The questions presented are:
- Whether a litigant who is directly protected by an administrative rule and has been allowed to intervene to defend it lacks standing to appeal a decision invalidating the rule if the litigant is also protected by an injunction from a different court?
- Whether the federal government lawfully exempted religious objectors from the regulatory requirement to provide health plans that include contraceptive coverage?
19-454 TRUMP V. PENNSYLVANIA
The Patient Protection and Affordable Care Act (ACA), 42 U.S.C. 18001 et seq., requires many group health plans and health-insurance issuers that offer group or individual health coverage to provide coverage for preventive services, including women's preventive care, without cost-sharing. See 42 U.S.C. 300gg-13(a).
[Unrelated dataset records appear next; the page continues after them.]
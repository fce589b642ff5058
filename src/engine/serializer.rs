//! The serialize strategy: walks a live object graph and builds the node
//! tree, one member step at a time.

use alloc::boxed::Box;
use alloc::format;
use alloc::vec::Vec;

use crate::descriptor::{
    Accessor as _, CompositeDescriptor as _, Descriptor as _, DescriptorHandle, DescriptorKind,
    Instance, PrimitiveDescriptor as _,
};
use crate::error::TraverseError;
use crate::node::{Node, ObjectNode, VALUES_KEY};
use crate::registry::DescriptorRegistry;

use super::context::OpContext;
use super::cursor::{Advance, Cursor, Phase};

pub(crate) fn advance(
    frame: usize,
    cursor: &mut Cursor,
    ctx: &mut OpContext,
    registry: &DescriptorRegistry,
) -> Result<Advance, TraverseError> {
    match cursor.phase {
        Phase::PreProcess => pre_process(cursor, ctx, registry),
        Phase::Population => populate_step(frame, cursor, ctx, registry),
        Phase::PostProcess => Ok(Advance::Finished),
        // Writing never constructs; these phases belong to deserialization.
        Phase::Construction | Phase::Instantiation => Ok(Advance::Finished),
    }
}

/// Resolves the runtime descriptor, assigns identity, and allocates the node
/// shape, or finishes immediately for nulls, primitives, and references to
/// already-written objects.
fn pre_process(
    cursor: &mut Cursor,
    ctx: &mut OpContext,
    registry: &DescriptorRegistry,
) -> Result<Advance, TraverseError> {
    let Some(target) = cursor.target.take() else {
        cursor.node = Node::null();
        cursor.write_back = false;
        return Ok(Advance::Finished);
    };
    let mut descriptor = cursor.descriptor.clone();

    if descriptor.is_null(&*target) {
        cursor.node = Node::null();
        return Ok(Advance::Finished);
    }

    let target = descriptor.unwrap_value(target);

    // Re-resolve against the value's actual runtime type. The declared
    // descriptor only decides whether a `$type` tag is warranted.
    let actual = target.value_type_id();
    if actual != descriptor.type_id() {
        match registry.lookup_natural(actual) {
            Some(resolved) => {
                if !descriptor.value_semantics()
                    && !descriptor.sealed()
                    && !resolved.is_primitive()
                {
                    cursor.pending_tag = Some(resolved.type_path());
                }
                descriptor = resolved;
            }
            None => {
                ctx.note_warn(format!(
                    "no descriptor registered for runtime type `{}`; writing null",
                    target.type_path(),
                ));
                cursor.node = Node::null();
                return Ok(Advance::Finished);
            }
        }
    }

    if let Some(key) = descriptor.reference_key(&*target) {
        if let Some(id) = ctx.reverse.get(key) {
            cursor.node = Node::reference(id);
            cursor.target = Some(target);
            return Ok(Advance::Finished);
        }
        cursor.identity = Some(ctx.reverse.assign(key));
    }

    match descriptor.kind() {
        DescriptorKind::Primitive(primitive) => {
            match primitive.encode(&*target) {
                Ok(node) => cursor.node = node,
                Err(err) => {
                    ctx.note_warn(format!("could not encode value: {err}"));
                    cursor.node = Node::null();
                }
            }
            cursor.target = Some(target);
            Ok(Advance::Finished)
        }
        DescriptorKind::Composite(composite) => {
            composite.before_write(&*target);
            cursor.node = Node::Object(ObjectNode {
                id: cursor.identity,
                type_tag: cursor.pending_tag.map(Into::into),
                ..ObjectNode::default()
            });
            cursor.total_steps = composite.step_count(Some(&*target));
            enter_population(cursor, descriptor, target);
            Ok(Advance::Continue)
        }
        DescriptorKind::Collection(collection) => {
            collection.before_write(&*target);
            cursor.total_steps = collection.step_count(Some(&*target));
            // A referenceable (or tagged) collection wraps its elements in an
            // Object node; a plain one is a bare Array.
            cursor.node = if cursor.identity.is_some() || cursor.pending_tag.is_some() {
                let mut object = ObjectNode {
                    id: cursor.identity,
                    type_tag: cursor.pending_tag.map(Into::into),
                    ..ObjectNode::default()
                };
                object.insert(VALUES_KEY, Node::Array(Vec::new()));
                Node::Object(object)
            } else {
                Node::Array(Vec::new())
            };
            enter_population(cursor, descriptor, target);
            Ok(Advance::Continue)
        }
    }
}

fn enter_population(cursor: &mut Cursor, descriptor: DescriptorHandle, target: Box<dyn Instance>) {
    cursor.descriptor = descriptor;
    cursor.target = Some(target);
    cursor.step = 0;
    cursor.phase = Phase::Population;
}

/// Reads one member and either encodes it inline (nulls and primitives) or
/// pushes a child cursor for composite values.
fn populate_step(
    frame: usize,
    cursor: &mut Cursor,
    ctx: &mut OpContext,
    registry: &DescriptorRegistry,
) -> Result<Advance, TraverseError> {
    if cursor.step >= cursor.total_steps {
        cursor.phase = Phase::PostProcess;
        return Ok(Advance::Continue);
    }
    let step = cursor.step;
    cursor.step += 1;

    let descriptor = cursor.descriptor.clone();
    let Some(composite) = descriptor.kind().composite() else {
        return Ok(Advance::Continue);
    };
    let Some(target) = cursor.target.as_deref() else {
        return Ok(Advance::Continue);
    };

    let Some(member) = composite.member_at(step, Some(target)) else {
        return Ok(Advance::Continue);
    };
    let Some(ty) = member.ty else {
        return Ok(Advance::Continue);
    };

    let value = match member.accessor.get(target) {
        Ok(value) => value,
        Err(err) => {
            ctx.note_warn(format!("could not read member `{}`: {err}", member.key));
            cursor.node.attach(&member.key, Node::null());
            return Ok(Advance::Continue);
        }
    };

    let declared = match registry.resolve(&ty) {
        Ok(declared) => declared,
        Err(err) => {
            ctx.note_warn(format!("member `{}` left null: {err}", member.key));
            cursor.node.attach(&member.key, Node::null());
            return Ok(Advance::Continue);
        }
    };

    if declared.is_null(&*value) {
        cursor.node.attach(&member.key, Node::null());
        return Ok(Advance::Continue);
    }

    // Primitives encode inline; they never push a cursor.
    if let DescriptorKind::Primitive(primitive) = declared.kind() {
        match primitive.encode(&*value) {
            Ok(node) => cursor.node.attach(&member.key, node),
            Err(err) => {
                ctx.note_warn(format!("could not encode member `{}`: {err}", member.key));
                cursor.node.attach(&member.key, Node::null());
            }
        }
        return Ok(Advance::Continue);
    }

    Ok(Advance::Push(Cursor::ser_child(declared, value, frame, member)))
}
Guidelines and regulations implementing that requirement promulgated in 2011 by the Departments of Health and Human Services, Labor, and the Treasury mandated that such entities cover contraceptives approved by the Food and Drug Administration. The mandate exempted churches, and subsequent rulemaking established an accommodation for certain other entities with religious objections to providing contraceptive coverage. In October 2017, the agencies promulgated interim final rules expanding the exemption to a broad range of entities with sincere religious or moral objections to providing contraceptive coverage. In November 2018, after considering comments solicited on the interim rules, the agencies promulgated final rules expanding the exemption.
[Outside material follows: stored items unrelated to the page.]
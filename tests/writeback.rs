//! Value-semantics write-back, including replacement owners propagating
//! through nested containers to the root.

mod common;

use common::registry;
use trellis::{
    Describe, DescriptorHandle, DescriptorRegistry, RecordBuilder, TypeRef, deserialize, serialize,
};

// Three levels of value-semantics nesting. Every write rebuilds its owner
// instead of mutating it, so each level exercises the stack's
// owner-replacement rule: the rebuilt owner must land in its frame and
// propagate further when that frame pops.

#[derive(Debug, Clone, PartialEq, Default)]
struct Inner {
    value: i32,
}

impl Describe for Inner {
    fn type_ref() -> TypeRef {
        TypeRef::value_of::<Inner>()
    }

    fn descriptor() -> DescriptorHandle {
        RecordBuilder::<Inner>::new("demo::Inner")
            .rebuilding_field("value", |i: &Inner| i.value, |_, value| Inner { value })
            .initial_default()
            .finish()
    }

    fn register_dependencies(registry: &mut DescriptorRegistry) {
        registry.register::<i32>();
    }
}

#[derive(Debug, Clone, PartialEq, Default)]
struct Middle {
    inner: Inner,
}

impl Describe for Middle {
    fn type_ref() -> TypeRef {
        TypeRef::value_of::<Middle>()
    }

    fn descriptor() -> DescriptorHandle {
        RecordBuilder::<Middle>::new("demo::Middle")
            .rebuilding_field("inner", |m: &Middle| m.inner.clone(), |_, inner| Middle { inner })
            .initial_default()
            .finish()
    }

    fn register_dependencies(registry: &mut DescriptorRegistry) {
        registry.register::<Inner>();
    }
}

#[derive(Debug, Clone, PartialEq, Default)]
struct Outer {
    middle: Middle,
    label: String,
}

impl Describe for Outer {
    fn type_ref() -> TypeRef {
        TypeRef::value_of::<Outer>()
    }

    fn descriptor() -> DescriptorHandle {
        RecordBuilder::<Outer>::new("demo::Outer")
            .rebuilding_field("middle", |o: &Outer| o.middle.clone(), |o, middle| Outer {
                middle,
                label: o.label.clone(),
            })
            .field("label", |o: &Outer| o.label.clone(), |o, v| o.label = v)
            .initial_default()
            .finish()
    }

    fn register_dependencies(registry: &mut DescriptorRegistry) {
        registry.register::<Middle>();
        registry.register::<String>();
    }
}

fn writeback_registry() -> DescriptorRegistry {
    let mut registry = registry();
    registry.register::<Outer>();
    registry
}

#[test]
fn replacement_owners_propagate_three_levels() {
    let registry = writeback_registry();

    let outer = Outer {
        middle: Middle {
            inner: Inner { value: -42 },
        },
        label: "deep".into(),
    };

    let node = serialize(&registry, &outer).unwrap();
    let back: Outer = deserialize(&registry, &node).unwrap();
    assert_eq!(back, outer);
    assert_eq!(back.middle.inner.value, -42);
    assert_eq!(back.label, "deep");
}

#[test]
fn replacement_owners_compose_with_collections() {
    let mut registry = writeback_registry();
    registry.register::<Vec<Middle>>();

    let middles: Vec<Middle> = (0..5)
        .map(|i| Middle {
            inner: Inner { value: i * 11 },
        })
        .collect();

    let node = serialize(&registry, &middles).unwrap();
    let back: Vec<Middle> = deserialize(&registry, &node).unwrap();
    assert_eq!(back, middles);
}

#[test]
fn in_place_and_rebuilding_fields_coexist() {
    let registry = writeback_registry();

    // `label` writes in place after `middle` replaced the owner instance;
    // the engine must apply later writes to the replacement.
    let outer = Outer {
        middle: Middle {
            inner: Inner { value: 404 },
        },
        label: "after-replacement".into(),
    };

    let node = serialize(&registry, &outer).unwrap();
    let back: Outer = deserialize(&registry, &node).unwrap();
    assert_eq!(back, outer);
}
The questions presented are as follows:
- Whether the agencies had statutory authority under the ACA and the Religious Freedom Restoration Act of 1993, 42 U.S.C. 2000bb et seq., to expand the conscience exemption to the contraceptive-coverage mandate.
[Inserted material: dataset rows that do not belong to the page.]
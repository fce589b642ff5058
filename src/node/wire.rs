//! Serde bridge for the node tree.
//!
//! Object nodes are carried as maps with the reserved keys `$id`, `$type`
//! and `$ref` ahead of the ordinary member entries; Array nodes are bare
//! sequences; primitive leaves are the matching scalar, with null carried as
//! a unit.
//!
//! The bridge lets any serde format crate encode the tree while the engine
//! itself stays format-agnostic. Positive integers are canonicalized to
//! [`Scalar::I64`] where they fit, so a tree survives a wire round-trip
//! structurally unchanged.

use alloc::string::String;
use alloc::vec::Vec;
use core::fmt;

use serde_core::de::{self, Deserialize, Deserializer, MapAccess, SeqAccess, Visitor};
use serde_core::ser::{Serialize, SerializeMap, SerializeSeq, Serializer};

use super::{Node, ObjectId, ObjectNode, Scalar};

/// The reserved key carrying an Object node's identity.
pub const ID_KEY: &str = "$id";
/// The reserved key carrying an Object node's runtime type tag.
pub const TYPE_KEY: &str = "$type";
/// The reserved key marking an Object node as a reference.
pub const REF_KEY: &str = "$ref";

// -----------------------------------------------------------------------------
// Serialize

impl Serialize for Node {
    fn serialize<S: Serializer>(&self, serializer: S) -> Result<S::Ok, S::Error> {
        match self {
            Self::Primitive(scalar) => scalar.serialize(serializer),
            Self::Object(object) => {
                let reserved = usize::from(object.id.is_some())
                    + usize::from(object.type_tag.is_some())
                    + usize::from(object.reference.is_some());
                let mut map = serializer.serialize_map(Some(reserved + object.entries.len()))?;
                if let Some(ObjectId(id)) = object.id {
                    map.serialize_entry(ID_KEY, &id)?;
                }
                if let Some(tag) = &object.type_tag {
                    map.serialize_entry(TYPE_KEY, tag.as_ref())?;
                }
                if let Some(ObjectId(id)) = object.reference {
                    map.serialize_entry(REF_KEY, &id)?;
                }
                for (key, value) in &object.entries {
                    map.serialize_entry(key, value)?;
                }
                map.end()
            }
            Self::Array(values) => {
                let mut seq = serializer.serialize_seq(Some(values.len()))?;
                for value in values {
                    seq.serialize_element(value)?;
                }
                seq.end()
            }
        }
    }
}

impl Serialize for Scalar {
    fn serialize<S: Serializer>(&self, serializer: S) -> Result<S::Ok, S::Error> {
        match self {
            Self::Null => serializer.serialize_unit(),
            Self::Bool(value) => serializer.serialize_bool(*value),
            Self::I64(value) => serializer.serialize_i64(*value),
            Self::U64(value) => serializer.serialize_u64(*value),
            Self::F64(value) => serializer.serialize_f64(*value),
            Self::Str(value) => serializer.serialize_str(value),
        }
    }
}

// -----------------------------------------------------------------------------
// Deserialize

struct NodeVisitor;

impl<'de> Visitor<'de> for NodeVisitor {
    type Value = Node;

    fn expecting(&self, formatter: &mut fmt::Formatter<'_>) -> fmt::Result {
        formatter.write_str("a primitive, a map, or a sequence")
    }

    fn visit_unit<E: de::Error>(self) -> Result<Node, E> {
        Ok(Node::null())
    }

    fn visit_none<E: de::Error>(self) -> Result<Node, E> {
        Ok(Node::null())
    }

    fn visit_some<D: Deserializer<'de>>(self, deserializer: D) -> Result<Node, D::Error> {
        deserializer.deserialize_any(self)
    }

    fn visit_bool<E: de::Error>(self, value: bool) -> Result<Node, E> {
        Ok(Node::Primitive(Scalar::Bool(value)))
    }

    fn visit_i64<E: de::Error>(self, value: i64) -> Result<Node, E> {
        Ok(Node::Primitive(Scalar::I64(value)))
    }

    fn visit_u64<E: de::Error>(self, value: u64) -> Result<Node, E> {
        let scalar = match i64::try_from(value) {
            Ok(signed) => Scalar::I64(signed),
            Err(_) => Scalar::U64(value),
        };
        Ok(Node::Primitive(scalar))
    }

    fn visit_f64<E: de::Error>(self, value: f64) -> Result<Node, E> {
        Ok(Node::Primitive(Scalar::F64(value)))
    }

    fn visit_str<E: de::Error>(self, value: &str) -> Result<Node, E> {
        Ok(Node::Primitive(Scalar::Str(value.into())))
    }

    fn visit_string<E: de::Error>(self, value: String) -> Result<Node, E> {
        Ok(Node::Primitive(Scalar::Str(value)))
    }

    fn visit_seq<A: SeqAccess<'de>>(self, mut seq: A) -> Result<Node, A::Error> {
        let mut values = Vec::with_capacity(seq.size_hint().unwrap_or(0));
        while let Some(value) = seq.next_element::<Node>()? {
            values.push(value);
        }
        Ok(Node::Array(values))
    }

    fn visit_map<A: MapAccess<'de>>(self, mut map: A) -> Result<Node, A::Error> {
        let mut object = ObjectNode::default();
        while let Some(key) = map.next_key::<String>()? {
            match key.as_str() {
                ID_KEY => object.id = Some(ObjectId(map.next_value::<u64>()?)),
                TYPE_KEY => object.type_tag = Some(map.next_value::<String>()?.into()),
                REF_KEY => object.reference = Some(ObjectId(map.next_value::<u64>()?)),
                _ => object.entries.push((key, map.next_value::<Node>()?)),
            }
        }
        Ok(Node::Object(object))
    }
}

impl<'de> Deserialize<'de> for Node {
    fn deserialize<D: Deserializer<'de>>(deserializer: D) -> Result<Node, D::Error> {
        deserializer.deserialize_any(NodeVisitor)
    }
}

// -----------------------------------------------------------------------------
// Tests

#[cfg(test)]
mod tests {
    use alloc::vec;

    use super::*;

    fn sample_tree() -> Node {
        let mut inner = ObjectNode {
            id: Some(ObjectId(1)),
            ..ObjectNode::default()
        };
        inner.insert("label", Node::Primitive(Scalar::Str("root".into())));
        inner.insert(
            "items",
            Node::Array(vec![
                Node::Primitive(Scalar::I64(3)),
                Node::Primitive(Scalar::F64(0.5)),
                Node::null(),
            ]),
        );
        inner.insert("again", Node::reference(ObjectId(1)));
        Node::Object(inner)
    }

    #[test]
    fn json_round_trip_preserves_structure() {
        let tree = sample_tree();
        let text = serde_json::to_string(&tree).unwrap();
        let back: Node = serde_json::from_str(&text).unwrap();
        assert_eq!(tree, back);
    }

    #[test]
    fn reserved_keys_appear_on_the_wire() {
        let text = serde_json::to_string(&sample_tree()).unwrap();
        assert!(text.contains("\"$id\":1"));
        assert!(text.contains("\"$ref\":1"));
    }

    #[test]
    fn ron_round_trip_preserves_structure() {
        let tree = sample_tree();
        let text = ron::to_string(&tree).unwrap();
        let back: Node = ron::from_str(&text).unwrap();
        assert_eq!(tree, back);
    }

    #[test]
    fn type_tags_round_trip() {
        let node = Node::Object(ObjectNode {
            type_tag: Some("demo::Probe".into()),
            ..ObjectNode::default()
        });
        let text = serde_json::to_string(&node).unwrap();
        assert!(text.contains("\"$type\":\"demo::Probe\""));
        let back: Node = serde_json::from_str(&text).unwrap();
        assert_eq!(node, back);
    }
}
- Whether the agencies' decision to forgo notice and opportunity for public comment before issuing the interim final rules rendered the final rules-which were issued after notice and comment-invalid under the Administrative Procedure Act, 5 U.S.C. 551 et seq., 701 et seq.
- Whether the court of appeals erred in affirming a nationwide preliminary injunction barring implementation of the final rules.